10月に入って、その東さんから電話がありました。「特に用はないけど、ふと君のことを思い出したんや。元気にやっているか」。私は「はい、たくさん勉強して毎日が大変ですが元気です」と答えました。「そうか。がんばれよ」と応援していただきました。あの記事ができるまで協力してくださった皆さんに改めて感謝して、これからも頑張ろうと思いました。

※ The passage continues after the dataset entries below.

//! Legacy migration - Promotes repeating operations that predate templates.
//!
//! Before templates existed a repeating operation was stored as a plain ledger row
//! with `repeat != "none"`. Such rows are invisible to the generator until they are
//! flagged as templates. Promotion keeps the row's date as the anchor; the first
//! instance is created by the next `generate` run.

use super::cadence::Cadence;
use crate::{errors::Result, store::OperationStore};
use chrono::NaiveDate;
use serde::Serialize;
use tracing::{info, instrument, warn};

/// A legacy operation that is now a template.
#[derive(Debug, Clone, PartialEq, Serialize)]
pub struct PromotedTemplate {
    /// Id of the row, unchanged by promotion
    pub template_id: i64,
    /// Parsed cadence
    pub cadence: Cadence,
    /// Date of the legacy operation
    pub anchor_date: NaiveDate,
    /// Amount
    pub amount: f64,
    /// Description or placeholder
    pub description: String,
}

/// A legacy operation left untouched.
#[derive(Debug, Clone, PartialEq, Eq, Serialize)]
pub struct SkippedLegacy {
    /// Row id
    pub operation_id: i64,
    /// Raw `repeat` value
    pub repeat: String,
    /// Why it was not promoted
    pub reason: String,
}

/// Result of [`migrate_legacy`] for one company.
#[derive(Debug, Clone, PartialEq, Serialize)]
pub struct MigrationReport {
    /// Company the run was scoped to
    pub company_id: String,
    /// Legacy operations found
    pub found: usize,
    /// Operations flagged as templates
    pub promoted: Vec<PromotedTemplate>,
    /// Operations with a `repeat` value that is not a known cadence
    pub skipped: Vec<SkippedLegacy>,
}

/// Flags every legacy repeating operation of the store's company as a template.
///
/// Rows whose `repeat` value does not parse are reported and left as they are.
/// Running it again finds nothing left to promote.
#[instrument(skip(store), fields(company_id = store.company_id()))]
pub async fn migrate_legacy<S: OperationStore>(store: &S) -> Result<MigrationReport> {
    let legacy = store.find_legacy_recurring().await?;
    let mut eligible = Vec::with_capacity(legacy.len());
    let mut skipped = Vec::new();

    for operation in &legacy {
        let reason = match operation.repeat.parse::<Cadence>() {
            Ok(cadence) if cadence.is_recurring() => {
                eligible.push(operation.id);
                continue;
            }
            Ok(_) => "cadence is none".to_string(),
            Err(e) => e.to_string(),
        };
        warn!(operation_id = operation.id, repeat = %operation.repeat, "Not promoting legacy operation");
        skipped.push(SkippedLegacy {
            operation_id: operation.id,
            repeat: operation.repeat.clone(),
            reason,
        });
    }

    let promoted: Vec<PromotedTemplate> = store
        .promote_to_templates(&eligible)
        .await?
        .into_iter()
        .map(|template| PromotedTemplate {
            template_id: template.id,
            cadence: template.cadence,
            anchor_date: template.anchor_date,
            amount: template.amount,
            description: template.label().to_string(),
        })
        .collect();

    info!(
        found = legacy.len(),
        promoted = promoted.len(),
        skipped = skipped.len(),
        "Legacy migration completed"
    );
    Ok(MigrationReport {
        company_id: store.company_id().to_string(),
        found: legacy.len(),
        promoted,
        skipped,
    })
}

#[cfg(test)]
mod tests {
    use super::*;
    use crate::{
        core::{
            cadence::DateWindow, generator::generate_all, policy::ConfirmationPolicy,
            reconcile::{Finding, check},
        },
        store::SeaOrmStore,
        test_utils::{MemoryStore, date, insert_legacy_row, setup_test_db},
    };

    #[tokio::test]
    async fn test_promotes_known_cadences_and_skips_the_rest() -> Result<()> {
        let store = MemoryStore::new("acme");
        let rent = store.add_legacy("monthly", date(2023, 5, 10));
        let odd = store.add_legacy("fortnightly", date(2023, 6, 1));

        let report = migrate_legacy(&store).await?;
        assert_eq!(report.found, 2);
        assert_eq!(report.promoted.len(), 1);
        assert_eq!(report.promoted[0].template_id, rent.id);
        assert_eq!(report.promoted[0].cadence, Cadence::Monthly);
        assert_eq!(report.promoted[0].anchor_date, date(2023, 5, 10));
        assert_eq!(report.skipped.len(), 1);
        assert_eq!(report.skipped[0].operation_id, odd.id);

        let again = migrate_legacy(&store).await?;
        assert_eq!(again.found, 1);
        assert!(again.promoted.is_empty());
        Ok(())
    }

    #[tokio::test]
    async fn test_migration_is_scoped_to_company() -> Result<()> {
        let db = setup_test_db().await?;
        insert_legacy_row(&db, "acme", "weekly", date(2024, 1, 1)).await?;
        let foreign = insert_legacy_row(&db, "globex", "weekly", date(2024, 1, 1)).await?;

        let report = migrate_legacy(&SeaOrmStore::new(db.clone(), "acme")).await?;
        assert_eq!(report.promoted.len(), 1);

        let globex = SeaOrmStore::new(db, "globex");
        let remaining = globex.find_legacy_recurring().await?;
        assert_eq!(remaining.len(), 1);
        assert_eq!(remaining[0].id, foreign.id);
        Ok(())
    }

    #[tokio::test]
    async fn test_promoted_template_is_generated_and_checked() -> Result<()> {
        let db = setup_test_db().await?;
        insert_legacy_row(&db, "acme", "monthly", date(2024, 1, 15)).await?;
        let store = SeaOrmStore::new(db, "acme");
        let policy = ConfirmationPolicy::default();

        let before = check(&store, &policy).await?;
        assert!(before.templates.is_empty());
        assert!(matches!(
            before.legacy.as_slice(),
            [Finding::LegacyRecurringOperation { .. }]
        ));

        migrate_legacy(&store).await?;
        let window = DateWindow::through(date(2024, 3, 15));
        let run = generate_all(&store, window, &policy).await?;
        assert_eq!(run.created_count(), 3);

        let after = check(&store, &policy).await?;
        assert!(after.legacy.is_empty());
        assert!(after.findings().next().is_none());
        Ok(())
    }
}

これから:自分の得意分野以外のところで知識の幅を広げる努力を

今は、自分の知識の幅を広げていきたいと思っています。大学で研究に明け暮れていた日々も自分の中では大事なものだったのですが、その代償として、たとえば政治に関心がそれほどなくなっていたりするなど、基本的なことから分からなくなってきています。このように、自分の得意分野以外のところで知識を増やすことこそ、今の自分に求められているのではないかと思います。仕事をしていく中で、そのトレーニングができたらいいと思います。